Il y a une phrase que j’adore, je crois que c’est Italo Calvino qui l’a écrite, c’est "écrire, c’est faire passer la mer par un entonnoir". Le montage d’un film, c’est un peu la même chose. En 1h30, j’avais envie que le spectateur ressente les cent heures de rushes que nous avons tournés. On essaie de prendre le spectateur par la main, avec quelque chose de très quotidien, et de gagner en profondeur au fur et à mesure que le film avance vers une espèce de gravité qui touche au sens de la vie. Mais comme on commence sur une note un peu triste avec un fado, c’était important pour nous de finir sur un message d’espoir. 

Rencontre avec Claus Drexel, le réalisateur qui nous emmène "au coeur du bois" de Boulogne

Qu’est-ce qui vous a le plus surpris au fil de ce tournage ?

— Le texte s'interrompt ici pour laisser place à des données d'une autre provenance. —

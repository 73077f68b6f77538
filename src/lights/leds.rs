//! The four activity LEDs.

use crate::error::Result;
use tracing::{debug, info};

/// A row of on/off LEDs addressed by index.
pub trait LedBank: Send {
    fn set(&mut self, index: usize, on: bool) -> Result<()>;

    fn len(&self) -> usize;

    fn is_empty(&self) -> bool {
        self.len() == 0
    }

    fn all_off(&mut self) -> Result<()> {
        for i in 0..self.len() {
            self.set(i, false)?;
        }
        Ok(())
    }
}

/// Simulated LEDs that only log their state changes.
#[derive(Debug, Clone)]
pub struct LogLeds {
    states: Vec<bool>,
}

impl LogLeds {
    pub fn new(count: usize) -> Self {
        info!("Simulating {} LEDs", count);
        Self {
            states: vec![false; count],
        }
    }

    pub fn states(&self) -> &[bool] {
        &self.states
    }
}

impl LedBank for LogLeds {
    fn set(&mut self, index: usize, on: bool) -> Result<()> {
        if let Some(state) = self.states.get_mut(index) {
            if *state != on {
                debug!("LED {} {}", index, if on { "on" } else { "off" });
                *state = on;
            }
        }
        Ok(())
    }

    fn len(&self) -> usize {
        self.states.len()
    }
}

#[cfg(feature = "rpi")]
mod gpio {
    use super::LedBank;
    use crate::error::Result;
    use rppal::gpio::{Gpio, OutputPin};
    use tracing::info;

    /// LEDs on BCM output pins, driven high for on.
    pub struct GpioLeds {
        pins: Vec<OutputPin>,
    }

    impl GpioLeds {
        pub fn open(pins: &[u8]) -> Result<Self> {
            let gpio = Gpio::new()?;
            let pins = pins
                .iter()
                .map(|&p| Ok(gpio.get(p)?.into_output_low()))
                .collect::<Result<Vec<_>>>()?;
            info!("Driving {} LEDs over GPIO", pins.len());
            Ok(Self { pins })
        }
    }

    impl LedBank for GpioLeds {
        fn set(&mut self, index: usize, on: bool) -> Result<()> {
            if let Some(pin) = self.pins.get_mut(index) {
                if on {
                    pin.set_high();
                } else {
                    pin.set_low();
                }
            }
            Ok(())
        }

        fn len(&self) -> usize {
            self.pins.len()
        }
    }
}

#[cfg(feature = "rpi")]
pub use gpio::GpioLeds;

#[cfg(test)]
mod tests {
    use super::*;

    #[test]
    fn test_log_leds_track_state() {
        let mut leds = LogLeds::new(4);
        leds.set(1, true).unwrap();
        leds.set(9, true).unwrap();
        assert_eq!(leds.states(), &[false, true, false, false]);
        leds.all_off().unwrap();
        assert!(leds.states().iter().all(|s| !s));
        assert!(!leds.is_empty());
    }
}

Comme pour Au bord du monde, je me suis rendu compte que malgré toute la bonne volonté du monde, on n'échappe jamais complètement aux idées préconçues. Quand je suis allé à la rencontre des sans-abri, je m’attendais à rencontrer souvent des gens alcoolisés. C'était faux, en tout cas, pas entièrement. C'était pareil ici. Chacun·e a sa propre personnalité, son propre parcours, et aucun·e ne colle au schéma auquel on pourrait s'attendre.

J’espère qu’on comprendra avec ce film qu’il ne faut pas mettre les gens dans des cases ! Je pense à Samantha et à sa force de vie, elle qui répète à chaque débat qu’elle est fière de travailler au Bois et qu’elle n’a peur de rien avec son poing américain, elle est incroyable ! Cette diversité m’intéresse et m’encourage à poursuivre mon travail pour qu’on s’enrichisse les uns les autres. 

La narration n’élude pas la politique, et l’un des fils tirés est celui des conséquences désastreuses de la loi pénalisant le client. Et c’est intéressant qu’un des témoins précise que cette loi émane de femmes de gauche qui se disent féministes

C’est incroyable ! C’est un témoignage que j’avais enregistré au téléphone puisque Mélina qui parle ne voulait pas être dans le film. Je n’y connaissais rien et, vu de l’extérieur, je me disais que c’était peut-être une bonne idée de pénaliser le client, que je voyais comme le prédateur. En rencontrant les personnes sur place, je me suis rendu compte qu’il y avait une unanimité absolue contre cette loi qui est une catastrophe ! Cela aboutit à une précarisation épouvantable. Et je me suis rendu compte qu’il y avait énormément de discriminations différentes : il y a ceux qui insultent depuis leur voiture, qui agressent, mais aussi ce paternalisme qui prétend savoir mieux les choses que celles et ceux qui les vivent. C’est humiliant.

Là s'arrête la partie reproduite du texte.